Sansa certainly didn’t need to be raped to hate Ramsay Bolton. The simple fact that Sansa has to marry this man whose father had a direct hand in killing her family is terrible enough. Sansa sleeping with Ramsay in any circumstances is disturbing, even if its “consensual.” So no, there really is no reason that this scene needed to happen. It’s even more disappointing when you consider the track record of Game of Thrones.
One, Two, Three Strikes! That’s Sexist!
This is not the first time a major female character has been raped in the course of the series. There was Daenerys on her wedding night to Khal Drogo all the way back in the first episode. Then, just last season Jaime raped Cersei in the Sept of Baelor. (If you want to be the type of person who puts an asterisk on the Jaime and Cersei scene, fine be that person. The director didn’t intend for that scene to come off as a rape. The intention becomes irrelevant because that’s how it appeared for the majority of the audience). In both cases, there was no ramifications for either act. Neither woman acted like they just had been raped or violated in any way. Dany even grew to love Khal Drogo.

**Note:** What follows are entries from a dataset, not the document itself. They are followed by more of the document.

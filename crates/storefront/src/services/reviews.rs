//! Product reviews.

use chrono::Utc;
use tracing::{instrument, warn};

use ddh_masale_core::{ProductId, Rating, Review, ReviewId, ReviewSummary, SessionUser};

use crate::backend::RemoteStore;
use crate::error::{AppError, ValidationError, add_breadcrumb};
use crate::repository::{Loaded, ReviewRepository};
use crate::services::auth::AuthError;

/// Reviews of one product together with their summary.
#[derive(Debug, Clone, PartialEq)]
pub struct ProductReviews {
    /// Newest first.
    pub reviews: Vec<Review>,
    pub summary: ReviewSummary,
}

impl ProductReviews {
    fn new(reviews: Vec<Review>) -> Self {
        let summary = ReviewSummary::from_reviews(&reviews);
        Self { reviews, summary }
    }
}

/// Reads and writes reviews for the product detail page.
pub struct ReviewService<'a, S> {
    reviews: ReviewRepository<'a, S>,
}

impl<'a, S: RemoteStore> ReviewService<'a, S> {
    #[must_use]
    pub const fn new(store: &'a S) -> Self {
        Self {
            reviews: ReviewRepository::new(store),
        }
    }

    /// Reviews of `product_id`, failing open to an empty list.
    #[instrument(skip(self), fields(product_id = %product_id))]
    pub async fn load(&self, product_id: &ProductId) -> Loaded<ProductReviews> {
        match self.reviews.list_for_product(product_id).await {
            Ok(reviews) => Loaded::remote(ProductReviews::new(reviews)),
            Err(e) => {
                warn!(error = %e, "Failed to load reviews");
                Loaded::fallback(ProductReviews::new(Vec::new()))
            }
        }
    }

    /// Post a review as `user` and return the refreshed list.
    ///
    /// # Errors
    ///
    /// Returns `AppError::Auth` if nobody is signed in.
    /// Returns `AppError::Validation` for an empty comment or a rating
    /// outside 1 to 5; nothing is written.
    /// Returns `AppError::Persistence` if the write fails.
    #[instrument(skip(self, user, comment), fields(product_id = %product_id))]
    pub async fn submit(
        &self,
        user: Option<&SessionUser>,
        product_id: &ProductId,
        rating: i64,
        comment: &str,
    ) -> Result<ProductReviews, AppError> {
        let user = user.ok_or(AuthError::NotSignedIn)?;
        let comment = comment.trim();
        if comment.is_empty() {
            return Err(ValidationError::EmptyComment.into());
        }
        let rating = Rating::new(rating).map_err(|_| ValidationError::InvalidRating)?;

        let review = Review {
            id: ReviewId::generate(),
            product_id: product_id.clone(),
            user_id: user.id.clone(),
            user_email: user.email.clone(),
            rating,
            comment: comment.to_owned(),
            created_at: Utc::now(),
        };
        let created = self.reviews.create(&review).await?;
        add_breadcrumb("review", "Posted review", Some(&[("product_id", product_id.as_str())]));

        let refreshed = self.load(product_id).await;
        if refreshed.is_fallback() {
            return Ok(ProductReviews::new(vec![created]));
        }
        Ok(refreshed.into_inner())
    }
}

Even if this silence from these women is an accurate depiction of the “time”, it doesn’t excuse Game of Thrones’ depiction of it’s universe. There are plenty of ways to show that women aren’t seen as powerful in this world without sexual violence. Game of Thrones has even done it in different areas of Cersei’s storyline. Margaery is constantly trying to maneuver herself to a position of power and has to take unconventional avenues because of her gender. There is a difference between a horrifying act that says something disturbing about the world and just cheap shock factor. The end of “Unbowed, Unbent and Unbroken” was just that cheap and unabashed shock factor.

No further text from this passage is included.